Exercise prompt: What you output should match the data below exactly.

Supplied material:
□ □ □ □ □
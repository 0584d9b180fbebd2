//! Wires the lexer, parser, and evaluator together into complete program
//! runs, and provides the fresh-heap entry point `.eval` calls into.

use crate::ast::Expr;
use crate::diagnostics::Result;
use crate::evaluator::{EvalConfig, OutputPayload, State};
use crate::numeric::Rational;
use crate::value::Value;
use crate::{lexer, parser};

/// The outcome of a complete program run: its final value plus whatever it
/// sent to the output buffer via `.send`.
#[derive(Debug, Clone)]
pub struct RunOutcome {
    /// The value the program's top-level expression evaluated to.
    pub result: Value,
    /// Every `(channel, payload)` pair sent via `.send`, in call order.
    pub output_buffer: Vec<(Rational, OutputPayload)>,
}

/// Parses and evaluates `source` from a fresh heap, discarding everything
/// but the final value. This is what `.eval` calls into: nested evaluation
/// never touches the caller's store, stack, or output buffer.
pub fn eval_fresh(source: &str, config: EvalConfig) -> Result<Value> {
    Ok(run_source(source, config)?.result)
}

/// Parses and evaluates `source` from a fresh heap, returning the final
/// value together with the output buffer accumulated along the way.
pub fn run_source(source: &str, config: EvalConfig) -> Result<RunOutcome> {
    let expr = parse_source(source)?;
    run_expr(expr, config)
}

/// Parses `source` into a single top-level expression without evaluating
/// it, surfacing lexer and parser errors.
pub fn parse_source(source: &str) -> Result<Expr> {
    let _ = lexer::tokenize(source)?;
    parser::parse(source)
}

/// Evaluates an already-parsed expression from a fresh heap.
pub fn run_expr(expr: Expr, config: EvalConfig) -> Result<RunOutcome> {
    let mut state = State::new(config);
    state.push_program(expr);
    let result = state.run()?;
    Ok(RunOutcome {
        result,
        output_buffer: state.output_buffer,
    })
}

#[cfg(test)]
mod tests {
    use super::*;

    #[test]
    fn runs_a_tail_recursive_sum_in_bounded_stack() {
        let source = "letrec (sum = lambda (n acc) { if (.== n 0) then acc else (sum (.- n 1) (.+ acc n)) }) { (sum 10000 0) }";
        let outcome = run_source(source, EvalConfig::default()).unwrap();
        assert_eq!(outcome.result.to_string(), "50005000");
    }

    #[test]
    fn gcd_via_mutual_recursion() {
        let source = "letrec (g = lambda (a b) { if (.== b 0) then a else (g b (.% a b)) }) { (g 45 60) }";
        let outcome = run_source(source, EvalConfig::default()).unwrap();
        assert_eq!(outcome.result.to_string(), "15");
    }

    #[test]
    fn call_cc_short_circuits_arithmetic() {
        let source = "(.+ 1 (.call/cc lambda (k) { (.+ (k 10) 100) }))";
        let outcome = run_source(source, EvalConfig::default()).unwrap();
        assert_eq!(outcome.result.to_string(), "11");
    }

    #[test]
    fn accumulator_closure_captures_lexical_state() {
        let source = "letrec (make = lambda () { letrec (total = 14) { lambda () { total } } }) { ((make)) }";
        let outcome = run_source(source, EvalConfig::default()).unwrap();
        assert_eq!(outcome.result.to_string(), "14");
    }

    #[test]
    fn rational_arithmetic_stays_exact() {
        let outcome = run_source("(./ (.+ 1/2 1/3) 5)", EvalConfig::default()).unwrap();
        assert_eq!(outcome.result.to_string(), "1/6");
    }

    #[test]
    fn eval_fresh_does_not_see_caller_bindings() {
        let source = "letrec (x = 5) { (.eval \"x\") }";
        assert!(run_source(source, EvalConfig::default()).is_err());
    }
}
□ □ □ □ □
Solution:
repository 0584d9b180fbebd2
//! Wires the lexer, parser, and evaluator together into complete program
//! runs, and provides the fresh-heap entry point `.eval` calls into.

use crate::ast::Expr;
use crate::diagnostics::Result;
use crate::evaluator::{EvalConfig, OutputPayload, State};
use crate::numeric::Rational;
use crate::value::Value;
use crate::{lexer, parser};

/// The outcome of a complete program run: its final value plus whatever it
/// sent to the output buffer via `.send`.
#[derive(Debug, Clone)]
pub struct RunOutcome {
    /// The value the program's top-level expression evaluated to.
    pub result: Value,
    /// Every `(channel, payload)` pair sent via `.send`, in call order.
    pub output_buffer: Vec<(Rational, OutputPayload)>,
}

/// Parses and evaluates `source` from a fresh heap, discarding everything
/// but the final value. This is what `.eval` calls into: nested evaluation
/// never touches the caller's store, stack, or output buffer.
pub fn eval_fresh(source: &str, config: EvalConfig) -> Result<Value> {
    Ok(run_source(source, config)?.result)
}

/// Parses and evaluates `source` from a fresh heap, returning the final
/// value together with the output buffer accumulated along the way.
pub fn run_source(source: &str, config: EvalConfig) -> Result<RunOutcome> {
    let expr = parse_source(source)?;
    run_expr(expr, config)
}

/// Parses `source` into a single top-level expression without evaluating
/// it, surfacing lexer and parser errors.
pub fn parse_source(source: &str) -> Result<Expr> {
    let _ = lexer::tokenize(source)?;
    parser::parse(source)
}

/// Evaluates an already-parsed expression from a fresh heap.
pub fn run_expr(expr: Expr, config: EvalConfig) -> Result<RunOutcome> {
    let mut state = State::new(config);
    state.push_program(expr);
    let result = state.run()?;
    Ok(RunOutcome {
        result,
        output_buffer: state.output_buffer,
    })
}

#[cfg(test)]
mod tests {
    use super::*;

    #[test]
    fn runs_a_tail_recursive_sum_in_bounded_stack() {
        let source = "letrec (sum = lambda (n acc) { if (.== n 0) then acc else (sum (.- n 1) (.+ acc n)) }) { (sum 10000 0) }";
        let outcome = run_source(source, EvalConfig::default()).unwrap();
        assert_eq!(outcome.result.to_string(), "50005000");
    }

    #[test]
    fn gcd_via_mutual_recursion() {
        let source = "letrec (g = lambda (a b) { if (.== b 0) then a else (g b (.% a b)) }) { (g 45 60) }";
        let outcome = run_source(source, EvalConfig::default()).unwrap();
        assert_eq!(outcome.result.to_string(), "15");
    }

    #[test]
    fn call_cc_short_circuits_arithmetic() {
        let source = "(.+ 1 (.call/cc lambda (k) { (.+ (k 10) 100) }))";
        let outcome = run_source(source, EvalConfig::default()).unwrap();
        assert_eq!(outcome.result.to_string(), "11");
    }

    #[test]
    fn accumulator_closure_captures_lexical_state() {
        let source = "letrec (make = lambda () { letrec (total = 14) { lambda () { total } } }) { ((make)) }";
        let outcome = run_source(source, EvalConfig::default()).unwrap();
        assert_eq!(outcome.result.to_string(), "14");
    }

    #[test]
    fn rational_arithmetic_stays_exact() {
        let outcome = run_source("(./ (.+ 1/2 1/3) 5)", EvalConfig::default()).unwrap();
        assert_eq!(outcome.result.to_string(), "1/6");
    }

    #[test]
    fn eval_fresh_does_not_see_caller_bindings() {
        let source = "letrec (x = 5) { (.eval \"x\") }";
        assert!(run_source(source, EvalConfig::default()).is_err());
    }
}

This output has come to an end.